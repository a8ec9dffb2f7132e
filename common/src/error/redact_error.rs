use crate::ErrorLocation;

use thiserror::Error as ThisError;

#[derive(Debug, ThisError)]
pub enum RedactError {
    #[error("Serialization Error: {message} {location}")]
    Serialization {
        message: String,
        location: ErrorLocation,
    },

    #[error("Empty Token Error: {message} {location}")]
    EmptyToken {
        message: String,
        location: ErrorLocation,
    },
}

——

### The problem
Transcribe the whole listing above, keeping each line exactly as written.

### Response to the exercise
repository a8ec9dffb2f7132e
filename common/src/error/redact_error.rs
use crate::ErrorLocation;

use thiserror::Error as ThisError;

#[derive(Debug, ThisError)]
pub enum RedactError {
    #[error("Serialization Error: {message} {location}")]
    Serialization {
        message: String,
        location: ErrorLocation,
    },

    #[error("Empty Token Error: {message} {location}")]
    EmptyToken {
        message: String,
        location: ErrorLocation,
    },
}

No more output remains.